> _EXERCISE PROMPT_: From the data below, please reproduce exactly everything from the line that contains "guild's home language." down to the line that contains "let mut fields = Vec::new();", with both ends included.

> _DATA SHOWN_:
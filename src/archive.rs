//! History archive records and their embed rendering.
//!
//! Every relayed message produces one combined record carrying both
//! language variants, the author identity, any lifted code blocks and at
//! most one attachment preview. A record is only worth posting when both
//! variants have text; half-records are dropped to keep the archive
//! searchable. Sides longer than the archive field limit are split into
//! multiple same-language fields rather than one oversized field.

use crate::constants::ARCHIVE_FIELD_LIMIT;
use crate::gateway::{EmbedField, GuildId, MessageEmbed};
use crate::translator::LocalText;

/// One relayed message, both variants, ready for the history channel.
#[derive(Debug, Clone)]
pub struct ArchiveRecord {
    pub guild: GuildId,
    pub author_name: String,
    pub author_avatar_url: Option<String>,
    /// The variant in the guild's home language.
    pub home: LocalText,
    /// The variant in the mirrored foreign language.
    pub foreign: LocalText,
    pub code_blocks: Vec<String>,
    /// First attachment URL, if the message carried any.
    pub attachment_preview: Option<String>,
}

impl ArchiveRecord {
    /// Whether the record is complete enough to archive. Either side being
    /// blank means the translation produced nothing useful and the record
    /// would be noise.
    pub fn is_postable(&self) -> bool {
        !self.home.text.trim().is_empty() && !self.foreign.text.trim().is_empty()
    }

    /// Render the record as an archive embed, chunking oversized sides.
    pub fn render(&self) -> MessageEmbed {
        let mut fields = Vec::new();
        push_chunked(&mut fields, &self.home.language, &self.home.text, true);
        push_chunked(&mut fields, &self.foreign.language, &self.foreign.text, true);

        if !self.code_blocks.is_empty() {
            let artifact = self.code_blocks.join("\n");
            push_chunked(&mut fields, "code", &artifact, false);
        }

        MessageEmbed {
            author_name: self.author_name.clone(),
            author_icon_url: self.author_avatar_url.clone(),
            fields,
            image_url: self.attachment_preview.clone(),
        }
    }
}

fn push_chunked(fields: &mut Vec<EmbedField>, name: &str, value: &str, inline: bool) {
    for chunk in chunk_up_to(value, ARCHIVE_FIELD_LIMIT) {
        fields.push(EmbedField {
            name: name.to_string(),
            value: chunk,
            inline,
        });
    }
}

/// Split `text` into chunks of at most `max_chars` characters. Boundaries
/// are character-based, never inside a code point.
pub fn chunk_up_to(text: &str, max_chars: usize) -> Vec<String> {
    let chars: Vec<char> = text.chars().collect();
    chars
        .chunks(max_chars)
        .map(|chunk| chunk.iter().collect())
        .collect()
}
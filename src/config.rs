use anyhow::{Context, Result};

#[derive(Debug, Clone)]
pub struct Config {
    // Translation backend
    pub translator_key: String,
    pub translator_endpoint: String,
    pub translator_auth_endpoint: String,

    // Reaper
    pub idle_timeout_minutes: i64,
}

impl Config {
    pub fn from_env() -> Result<Self> {
        // Load .env when present (ignored in production)
        let _ = dotenvy::dotenv();

        Ok(Self {
            translator_key: std::env::var("TRANSLATOR_KEY").context("TRANSLATOR_KEY not set")?,
            translator_endpoint: std::env::var("TRANSLATOR_ENDPOINT")
                .unwrap_or_else(|_| "https://api.cognitive.microsofttranslator.com".to_string()),
            translator_auth_endpoint: std::env::var("TRANSLATOR_AUTH_ENDPOINT").unwrap_or_else(
                |_| "https://api.cognitive.microsoft.com/sts/v1.0/issueToken".to_string(),
            ),
            idle_timeout_minutes: std::env::var("IDLE_TIMEOUT_MINUTES")
                .ok()
                .and_then(|v| v.parse().ok())
                .unwrap_or(crate::constants::IDLE_TIMEOUT_MINUTES),
        })
    }
}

> _RESPONSE TO THE TASK_:
    /// The variant in the guild's home language.
    pub home: LocalText,
    /// The variant in the mirrored foreign language.
    pub foreign: LocalText,
    pub code_blocks: Vec<String>,
    /// First attachment URL, if the message carried any.
    pub attachment_preview: Option<String>,
}

impl ArchiveRecord {
    /// Whether the record is complete enough to archive. Either side being
    /// blank means the translation produced nothing useful and the record
    /// would be noise.
    pub fn is_postable(&self) -> bool {
        !self.home.text.trim().is_empty() && !self.foreign.text.trim().is_empty()
    }

    /// Render the record as an archive embed, chunking oversized sides.
    pub fn render(&self) -> MessageEmbed {
        let mut fields = Vec::new();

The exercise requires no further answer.